#MemoryMonday - a glimpse into Brazilian history: Milton Santos (1926 - 2001) | Black History Month
Hello, fellow humans! Here’s my (very late, sorry) Memory Monday of this month! This month I took a surprisingly larger amount of responsibilities than usual so I hadn’t really been able to make time to write this section of the blog. Because of the delay, March’s Memory Monday will be two weeks from now instead of next week. Now off we go with this scholarly black Brazilian icon named Milton Santos!
Milton Santos, Brazil’s most important geographer and one of the world’s most important ones as well, was born in 1926 in the state of Bahia. Moving from small cities to the next until he settled on the state’s capital, Salvador, he was alphabetized by his parents and learned French and algebra. At age 8, he had already completed the equivalent of an elementary school education. At age 10, he joined the Bahian Teaching Institution boarding school, where he took an interest in geography and, quite the prodigy, became a math teacher at 13 and a geography teacher at 15. He entered law undergraduation when he was 18 and graduated at 23, but never exercised the profession. Nonetheless, he became a left-wing activist and journalist in his college years, already penning a book about cocoa focusing on geomorphology and climate elements. He was eventually invited for PhD in France in the Université de Strasbourg, completing it in two years and creating a geography lab when he returned to Brazil. He remained prolific in scholarly, journalistic, and activist fields, and even worked for both federal (in 1961) and state governments - in the latter job (1963), he addressed regional planning and economic policy.

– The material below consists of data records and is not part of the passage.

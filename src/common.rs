use std::{
    fmt::{Debug, Display},
    fs::{self, File},
    io::{BufRead, BufReader, Write},
    path::{Path, PathBuf, StripPrefixError},
    time::Duration,
};

use anyhow::{bail, Context, Result};
use nix::{
    sys::statfs::{statfs, CGROUP2_SUPER_MAGIC, TMPFS_MAGIC},
    unistd::Pid,
};
use oci_spec::runtime::LinuxResources;
#[cfg(any(feature = "cgroupsv2_devices", feature = "v1"))]
use oci_spec::runtime::{
    LinuxDevice, LinuxDeviceBuilder, LinuxDeviceCgroup, LinuxDeviceCgroupBuilder, LinuxDeviceType,
};

#[cfg(feature = "v1")]
use super::v1;
#[cfg(feature = "v2")]
use super::v2;

use super::stats::Stats;

pub const CGROUP_PROCS: &str = "cgroup.procs";
pub const DEFAULT_CGROUP_ROOT: &str = "/sys/fs/cgroup";

pub trait CgroupManager {
    /// Adds a task specified by its pid to the cgroup
    fn add_task(&self, pid: Pid) -> Result<()>;

    /// Applies resource restrictions to the cgroup
    fn apply(&self, controller_opt: &ControllerOpt) -> Result<()>;

    /// Removes the cgroup
    fn remove(&self) -> Result<()>;

    /// Sets the freezer cgroup to the specified state
    fn freeze(&self, state: FreezerState) -> Result<()>;

    /// Retrieve statistics for the cgroup
    fn stats(&self) -> Result<Stats>;

    /// Gets the PIDs inside the cgroup
    fn get_all_pids(&self) -> Result<Vec<Pid>>;
}

#[derive(Debug)]
pub enum CgroupSetup {
    Hybrid,
    Legacy,
    Unified,
}

impl Display for CgroupSetup {
    fn fmt(&self, f: &mut std::fmt::Formatter<'_>) -> std::fmt::Result {
        let print = match self {
            CgroupSetup::Hybrid => "hybrid",
            CgroupSetup::Legacy => "legacy",
            CgroupSetup::Unified => "unified",
        };

        write!(f, "{print}")
    }
}

/// FreezerState is given freezer contoller
#[derive(Clone, Copy, Debug, Eq, PartialEq)]
pub enum FreezerState {
    /// Tasks in cgroup are undefined
    Undefined,
    /// Tasks in cgroup are suspended.
    Frozen,
    /// Tasks in cgroup are resuming.
    Thawed,
}

/// ControllerOpt is given all cgroup controller for applying cgroup configuration.
#[derive(Clone, Debug)]
pub struct ControllerOpt<'a> {
    /// Resources contain cgroup information for handling resource constraints for the container.
    pub resources: &'a LinuxResources,
    /// Disables the OOM killer for out of memory conditions.
    pub disable_oom_killer: bool,
    /// Specify an oom_score_adj for container.
    pub oom_score_adj: Option<i32>,
    /// FreezerState is given to freezer contoller for suspending process.
    pub freezer_state: Option<FreezerState>,
}

#[derive(thiserror::Error, Debug)]
pub enum WrappedIoError {
    #[error("failed to open {path}: {err}")]
    Open { err: std::io::Error, path: PathBuf },
    #[error("failed to write {data} to {path}: {err}")]
    Write {
        err: std::io::Error,
        path: PathBuf,
        data: String,
    },
    #[error("failed to read {path}: {err}")]
    Read { err: std::io::Error, path: PathBuf },
}

impl WrappedIoError {
    /// The underlying I/O error, regardless of which variant this is.
    pub fn inner(&self) -> &std::io::Error {
        match self {
            WrappedIoError::Open { err, .. } => err,
            WrappedIoError::Write { err, .. } => err,
            WrappedIoError::Read { err, .. } => err,
        }
    }
}

/// Attaches a path (and, for writes, the payload) to a raw `io::Error` so
/// callers don't have to thread that context through manually at every call
/// site.
pub trait WrapIoResult<T> {
    fn wrap_open<P: AsRef<Path>>(self, path: P) -> Result<T, WrappedIoError>;
    fn wrap_read<P: AsRef<Path>>(self, path: P) -> Result<T, WrappedIoError>;
    fn wrap_write<P: AsRef<Path>, D: Into<String>>(
        self,
        path: P,
        data: D,
    ) -> Result<T, WrappedIoError>;
}

impl<T> WrapIoResult<T> for Result<T, std::io::Error> {
    fn wrap_open<P: AsRef<Path>>(self, path: P) -> Result<T, WrappedIoError> {
        self.map_err(|err| WrappedIoError::Open {
            err,
            path: path.as_ref().to_path_buf(),
        })
    }

    fn wrap_read<P: AsRef<Path>>(self, path: P) -> Result<T, WrappedIoError> {
        self.map_err(|err| WrappedIoError::Read {
            err,
            path: path.as_ref().to_path_buf(),
        })
    }

    fn wrap_write<P: AsRef<Path>, D: Into<String>>(
        self,
        path: P,
        data: D,
    ) -> Result<T, WrappedIoError> {
        self.map_err(|err| WrappedIoError::Write {
            err,
            path: path.as_ref().to_path_buf(),
            data: data.into(),
        })
    }
}

#[inline]
pub fn write_cgroup_file_str<P: AsRef<Path>>(path: P, data: &str) -> Result<(), WrappedIoError> {
    let path = path.as_ref();

    fs::OpenOptions::new()
        .create(false)
        .write(true)
        .truncate(false)
        .open(path)
        .map_err(|err| WrappedIoError::Open {
            err,
            path: path.to_path_buf(),
        })?
        .write_all(data.as_bytes())
        .map_err(|err| WrappedIoError::Write {
            err,
            path: path.to_path_buf(),
            data: data.into(),
        })?;

    Ok(())
}

#[inline]
pub fn write_cgroup_file<P: AsRef<Path>, T: ToString>(
    path: P,
    data: T,
) -> Result<(), WrappedIoError> {
    let path = path.as_ref();
    let data = data.to_string();

    fs::OpenOptions::new()
        .create(false)
        .write(true)
        .truncate(false)
        .open(path)
        .map_err(|err| WrappedIoError::Open {
            err,
            path: path.to_path_buf(),
        })?
        .write_all(data.as_bytes())
        .map_err(|err| WrappedIoError::Write {
            err,
            path: path.to_path_buf(),
            data,
        })?;

    Ok(())
}

#[inline]
pub fn read_cgroup_file<P: AsRef<Path>>(path: P) -> Result<String, WrappedIoError> {
    let path = path.as_ref();
    fs::read_to_string(path).map_err(|err| WrappedIoError::Read {
        err,
        path: path.to_path_buf(),
    })
}

/// Determines the cgroup setup of the system. Systems typically have one of
/// three setups:
/// - Unified: Pure cgroup v2 system.
/// - Legacy: Pure cgroup v1 system.
/// - Hybrid: Hybrid is basically a cgroup v1 system, except for
///   an additional unified hierarchy which doesn't have any
///   controllers attached. Resource control can purely be achieved
///   through the cgroup v1 hierarchy, not through the cgroup v2 hierarchy.
pub fn get_cgroup_setup() -> Result<CgroupSetup> {
    let default_root = Path::new(DEFAULT_CGROUP_ROOT);
    match default_root.exists() {
        true => {
            // If the filesystem is of type cgroup2, the system is in unified mode.
            // If the filesystem is tmpfs instead the system is either in legacy or
            // hybrid mode. If a cgroup2 filesystem has been mounted under the "unified"
            // folder we are in hybrid mode, otherwise we are in legacy mode.
            let stat = statfs(default_root).with_context(|| {
                format!(
                    "failed to stat default cgroup root {}",
                    &default_root.display()
                )
            })?;
            if stat.filesystem_type() == CGROUP2_SUPER_MAGIC {
                return Ok(CgroupSetup::Unified);
            }

            if stat.filesystem_type() == TMPFS_MAGIC {
                let unified = Path::new("/sys/fs/cgroup/unified");
                if Path::new(unified).exists() {
                    let stat = statfs(unified)
                        .with_context(|| format!("failed to stat {}", unified.display()))?;
                    if stat.filesystem_type() == CGROUP2_SUPER_MAGIC {
                        return Ok(CgroupSetup::Hybrid);
                    }
                }

                return Ok(CgroupSetup::Legacy);
            }
        }
        false => bail!("non default cgroup root not supported"),
    }

    bail!("failed to detect cgroup setup");
}

pub fn create_cgroup_manager<P: Into<PathBuf>>(
    cgroup_path: P,
    systemd_cgroup: bool,
    container_name: &str,
) -> Result<Box<dyn CgroupManager>> {
    let cgroup_setup = get_cgroup_setup()?;
    let cgroup_path = cgroup_path.into();

    match cgroup_setup {
        CgroupSetup::Legacy | CgroupSetup::Hybrid => create_v1_cgroup_manager(cgroup_path),
        CgroupSetup::Unified => {
            if systemd_cgroup {
                bail!(
                    "systemd cgroup driver requested for container `{}`, but the systemd cgroup backend is not part of this crate",
                    container_name
                );
            }
            create_v2_cgroup_manager(cgroup_path)
        }
    }
}

#[cfg(feature = "v1")]
fn create_v1_cgroup_manager(cgroup_path: PathBuf) -> Result<Box<dyn CgroupManager>> {
    tracing::info!("cgroup manager V1 will be used");
    Ok(Box::new(v1::manager::Manager::new(cgroup_path)?))
}

#[cfg(not(feature = "v1"))]
fn create_v1_cgroup_manager(_cgroup_path: PathBuf) -> Result<Box<dyn CgroupManager>> {
    bail!("cgroup v1 feature is required, but was not enabled during compile time");
}

#[cfg(feature = "v2")]
fn create_v2_cgroup_manager(cgroup_path: PathBuf) -> Result<Box<dyn CgroupManager>> {
    tracing::info!("cgroup manager V2 will be used");
    Ok(Box::new(v2::manager::Manager::new(
        DEFAULT_CGROUP_ROOT.into(),
        cgroup_path,
    )?))
}

#[cfg(not(feature = "v2"))]
fn create_v2_cgroup_manager(_cgroup_path: PathBuf) -> Result<Box<dyn CgroupManager>> {
    bail!("cgroup v2 feature is required, but was not enabled during compile time");
}

/// True when the current process is not running as the root user. Mirrors
/// the effective-UID check this lineage's privilege-sensitive helpers use
/// elsewhere; cgroup writes that fail under this condition are tolerated in
/// a few well-defined places (see the devices writer).
pub fn is_rootless() -> bool {
    !nix::unistd::geteuid().is_root()
}

pub fn get_all_pids(path: &Path) -> Result<Vec<Pid>> {
    tracing::debug!("scan pids in folder: {:?}", path);
    let mut result = vec![];
    walk_dir(path, &mut |p| {
        let file_path = p.join(CGROUP_PROCS);
        if file_path.exists() {
            let file = File::open(file_path)?;
            for line in BufReader::new(file).lines().flatten() {
                result.push(Pid::from_raw(line.parse::<i32>()?))
            }
        }
        Ok(())
    })?;
    Ok(result)
}

fn walk_dir<F>(path: &Path, c: &mut F) -> Result<()>
where
    F: FnMut(&Path) -> Result<()>,
{
    c(path)?;
    for entry in fs::read_dir(path)? {
        let entry = entry?;
        let path = entry.path();

        if path.is_dir() {
            walk_dir(&path, c)?;
        }
    }
    Ok(())
}

pub(crate) trait PathBufExt {
    fn join_safely<P: AsRef<Path>>(&self, path: P) -> Result<PathBuf, JoinSafelyError>;
}

#[derive(thiserror::Error, Debug)]
pub enum JoinSafelyError {
    #[error("failed to strip prefix from {path}: {err}")]
    StripPrefix {
        err: StripPrefixError,
        path: PathBuf,
    },
}

impl PathBufExt for PathBuf {
    fn join_safely<P: AsRef<Path>>(&self, path: P) -> Result<PathBuf, JoinSafelyError> {
        let path = path.as_ref();
        if path.is_relative() {
            return Ok(self.join(path));
        }

        let stripped = path
            .strip_prefix("/")
            .map_err(|err| JoinSafelyError::StripPrefix {
                err,
                path: path.to_path_buf(),
            })?;
        Ok(self.join(stripped))
    }
}

/// The fixed, ordered table of devices every container gets regardless of
/// its own device list: mknod wildcards for `c`/`b`, then null/random/full/
/// tty/zero/urandom/console/pts/ptmx/tun, in this exact order. v1 appends
/// this table to `devices.allow` after user rules; v2 seeds the eBPF
/// program's rule list with it (see `v1::devices` and `v2::devices`).
#[cfg(any(feature = "cgroupsv2_devices", feature = "v1"))]
pub(crate) fn default_device_rules() -> Vec<LinuxDeviceCgroup> {
    fn rule(
        typ: LinuxDeviceType,
        major: Option<i64>,
        minor: Option<i64>,
        access: &str,
    ) -> LinuxDeviceCgroup {
        let mut b = LinuxDeviceCgroupBuilder::default();
        b = b.allow(true).typ(typ).access(access);
        if let Some(major) = major {
            b = b.major(major);
        }
        if let Some(minor) = minor {
            b = b.minor(minor);
        }
        b.build().unwrap()
    }

    vec![
        rule(LinuxDeviceType::C, None, None, "m"),
        rule(LinuxDeviceType::B, None, None, "m"),
        rule(LinuxDeviceType::C, Some(1), Some(3), "rwm"), // /dev/null
        rule(LinuxDeviceType::C, Some(1), Some(8), "rwm"), // /dev/random
        rule(LinuxDeviceType::C, Some(1), Some(7), "rwm"), // /dev/full
        rule(LinuxDeviceType::C, Some(5), Some(0), "rwm"), // /dev/tty
        rule(LinuxDeviceType::C, Some(1), Some(5), "rwm"), // /dev/zero
        rule(LinuxDeviceType::C, Some(1), Some(9), "rwm"), // /dev/urandom
        rule(LinuxDeviceType::C, Some(5), Some(1), "rwm"), // /dev/console
        rule(LinuxDeviceType::C, Some(136), None, "rwm"),  // /dev/pts/*
        rule(LinuxDeviceType::C, Some(5), Some(2), "rwm"), // /dev/ptmx
        rule(LinuxDeviceType::C, Some(10), Some(200), "rwm"), // /dev/net/tun
    ]
}

/// Attempts to delete the path the requested number of times.
pub(crate) fn delete_with_retry<P: AsRef<Path>, L: Into<Option<Duration>>>(
    path: P,
    retries: u32,
    limit_backoff: L,
) -> Result<()> {
    let mut attempts = 0;
    let mut delay = Duration::from_millis(10);
    let path = path.as_ref();
    let limit = limit_backoff.into().unwrap_or(Duration::MAX);

    while attempts < retries {
        if fs::remove_dir(path).is_ok() {
            return Ok(());
        }

        std::thread::sleep(delay);
        attempts += 1;
        delay *= attempts;
        if delay > limit {
            delay = limit;
        }
    }

    bail!("could not delete {:?}", path)
}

However, both jobs were short lived, for the country’s Military Coup in 1964 overthrew the civilian elected government and replaced it with a military regime. Right after the coup, he was arrested due to his left-wing leanings. In a few months he left for a hospital after the beginning of a stroke, and French diplomats were able to negotiate his departure from Brazil. He left for the Toulouse-Le Mirail University, where he received his first of his twenty Honoris Causa PhDs. The six months Milton thought he was staying abroad became 13 years, during which he got married, had a son, moved to Canada and the USA, and worked with prominent cognitive and language scientist Noam Chomsky. He worked in the University Of Toronto, the MIT, the UN, the OAS, the ILO, among others. Milton, during this time, began his research on urbanization processes in “third world” cities. His work was characterized by the questioning of the neopositivist hegemony in geography of the time, proposing instead a science that is critical and permeated by sociological aspects. He became a staunch critic of the way globalization was happening, in service of multinational corporations that don’t often have the best interests of countries and peoples at heart, and also of capitalism and its tendency to concentrate wealth and increase inequality. Milton introduced new concepts of ‘space’, ‘center x periphery’, ‘landscape’, circuits of urban economy, derived spaces, among others.
Santos returned from his exile in 1976, sparking the beginning of huge structural changes in the teaching and the research of geography. He continued to write books and teached in many universities, tutoring many researchers who further contributed to the field. Among his 40 books and 300 scholarly articles, are geography worldwide classics such as For A New Geography, The Divided Space, For Another Globalization, The Nature Of Space, etc. Milton also wrote books specifically as science communication to the Brazilian people. In 1994, he received the Vautrin Lud Prize, considered the Nobel of Geography - the only latin american to receive it.
He died of cancer in 2001. One of his students said about him: “Milton became more than a geographer, he became a thinker in Brazil. His work underlies a libertarian perspective for humanity. That is why Milton Santos was brilliant.” Film-maker Silvio Tendler said “My surprise was meeting one of the most brilliant men in my life. Everything he did was with a very ironic, sarcastic smile. He was at the same time very hard and very sweet, able to speak the hardest things in the world with a smile on his lips. He envisions today's picture. The boats turning in the Mediterranean with people coming from Africa, from the Arab countries, from all cultures and people suffering in these wars caused by the capital. Capital only promotes hunger and misery. It does not share wealth, it only concentrates it.” Their claims are surely backed up by 9 prizes and 20 PhDs Honoris Causa Milton Salton received. His name even became the name of a prize given to people who contribute to the improvement and growth of superior education in Brazil. He also stamped a Google Doodle in his anniversary of receiving the Vautrin Lud Prize. The legacy of a black boy from a small town in an often dismissed state, who also didn’t shy from addressing racism and his personal experiences with discrimination, is so wide the world has not been able to fully absorb it yet.